(Beginning of DATASET EXTRACT)

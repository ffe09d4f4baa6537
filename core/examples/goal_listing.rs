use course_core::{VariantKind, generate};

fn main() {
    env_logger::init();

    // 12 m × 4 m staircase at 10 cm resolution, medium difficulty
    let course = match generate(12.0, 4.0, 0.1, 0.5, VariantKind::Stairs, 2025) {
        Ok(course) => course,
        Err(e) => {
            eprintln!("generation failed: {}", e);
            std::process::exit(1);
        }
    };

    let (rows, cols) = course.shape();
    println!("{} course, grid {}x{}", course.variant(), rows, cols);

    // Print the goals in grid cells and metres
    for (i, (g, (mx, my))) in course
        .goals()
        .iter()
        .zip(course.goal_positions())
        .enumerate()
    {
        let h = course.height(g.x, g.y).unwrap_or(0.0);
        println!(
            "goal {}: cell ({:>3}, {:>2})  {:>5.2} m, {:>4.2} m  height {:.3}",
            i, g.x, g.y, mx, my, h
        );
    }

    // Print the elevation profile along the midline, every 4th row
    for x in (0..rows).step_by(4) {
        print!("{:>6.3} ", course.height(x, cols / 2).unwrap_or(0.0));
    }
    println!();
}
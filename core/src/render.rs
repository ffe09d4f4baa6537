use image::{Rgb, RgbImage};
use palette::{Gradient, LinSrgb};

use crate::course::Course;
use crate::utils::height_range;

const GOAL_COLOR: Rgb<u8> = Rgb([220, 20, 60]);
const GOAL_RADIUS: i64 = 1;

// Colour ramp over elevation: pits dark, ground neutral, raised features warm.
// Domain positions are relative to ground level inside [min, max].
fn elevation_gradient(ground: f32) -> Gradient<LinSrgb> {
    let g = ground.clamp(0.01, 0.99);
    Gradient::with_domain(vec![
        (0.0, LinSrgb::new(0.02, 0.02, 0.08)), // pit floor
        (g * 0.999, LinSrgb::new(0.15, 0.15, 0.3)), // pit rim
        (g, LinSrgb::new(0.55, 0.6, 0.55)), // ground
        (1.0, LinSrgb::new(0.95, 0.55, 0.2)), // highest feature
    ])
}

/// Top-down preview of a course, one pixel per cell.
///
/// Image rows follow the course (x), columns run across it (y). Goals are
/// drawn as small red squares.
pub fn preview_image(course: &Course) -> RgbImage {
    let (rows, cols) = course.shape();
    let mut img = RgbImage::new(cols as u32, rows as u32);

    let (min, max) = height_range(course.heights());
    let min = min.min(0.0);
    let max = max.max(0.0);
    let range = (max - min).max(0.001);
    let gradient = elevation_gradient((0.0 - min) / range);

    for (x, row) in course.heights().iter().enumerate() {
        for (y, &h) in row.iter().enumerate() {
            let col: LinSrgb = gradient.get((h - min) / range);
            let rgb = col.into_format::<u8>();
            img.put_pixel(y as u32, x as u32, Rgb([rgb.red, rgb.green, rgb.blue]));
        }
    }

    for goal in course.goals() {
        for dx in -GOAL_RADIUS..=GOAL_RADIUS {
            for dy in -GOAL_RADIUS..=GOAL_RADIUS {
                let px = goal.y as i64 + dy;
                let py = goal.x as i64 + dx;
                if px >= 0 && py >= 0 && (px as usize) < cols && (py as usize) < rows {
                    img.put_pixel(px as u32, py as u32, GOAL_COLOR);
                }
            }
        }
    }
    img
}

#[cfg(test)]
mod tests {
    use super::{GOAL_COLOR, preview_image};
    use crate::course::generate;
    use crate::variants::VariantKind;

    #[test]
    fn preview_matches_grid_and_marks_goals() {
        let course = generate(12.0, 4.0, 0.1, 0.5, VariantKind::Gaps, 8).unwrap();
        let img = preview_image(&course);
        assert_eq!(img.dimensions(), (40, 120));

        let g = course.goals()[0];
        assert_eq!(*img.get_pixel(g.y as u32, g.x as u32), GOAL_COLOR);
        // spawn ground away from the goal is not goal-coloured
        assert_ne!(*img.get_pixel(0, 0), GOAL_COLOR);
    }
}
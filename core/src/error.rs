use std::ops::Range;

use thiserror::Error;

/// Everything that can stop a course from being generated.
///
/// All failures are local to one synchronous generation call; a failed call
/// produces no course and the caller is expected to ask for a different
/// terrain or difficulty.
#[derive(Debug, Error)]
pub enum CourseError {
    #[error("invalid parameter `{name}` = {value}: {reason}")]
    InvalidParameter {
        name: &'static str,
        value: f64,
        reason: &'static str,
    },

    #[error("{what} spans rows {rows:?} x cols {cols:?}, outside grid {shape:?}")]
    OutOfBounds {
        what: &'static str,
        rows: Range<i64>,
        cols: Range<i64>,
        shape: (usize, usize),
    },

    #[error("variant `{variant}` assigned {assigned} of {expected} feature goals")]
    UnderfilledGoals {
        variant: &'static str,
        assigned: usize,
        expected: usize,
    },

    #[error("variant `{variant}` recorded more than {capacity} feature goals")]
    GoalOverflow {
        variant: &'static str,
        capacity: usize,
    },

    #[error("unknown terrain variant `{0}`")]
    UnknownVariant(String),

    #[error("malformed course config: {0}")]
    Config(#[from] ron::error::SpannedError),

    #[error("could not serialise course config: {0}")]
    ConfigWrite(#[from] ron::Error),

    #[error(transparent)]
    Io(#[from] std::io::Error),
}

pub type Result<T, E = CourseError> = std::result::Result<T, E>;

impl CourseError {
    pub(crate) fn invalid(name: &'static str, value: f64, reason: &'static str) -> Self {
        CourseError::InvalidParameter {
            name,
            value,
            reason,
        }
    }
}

(End of DATASET EXTRACT)

→ **EXERCISE DETAILS**: Find every line in the records that contains the word "shape"; copy those lines.

→ **COMPLETED TASK**:
    let (rows, cols) = course.shape();
    let (rows, cols) = course.shape();
    #[error("{what} spans rows {rows:?} x cols {cols:?}, outside grid {shape:?}")]
        shape: (usize, usize),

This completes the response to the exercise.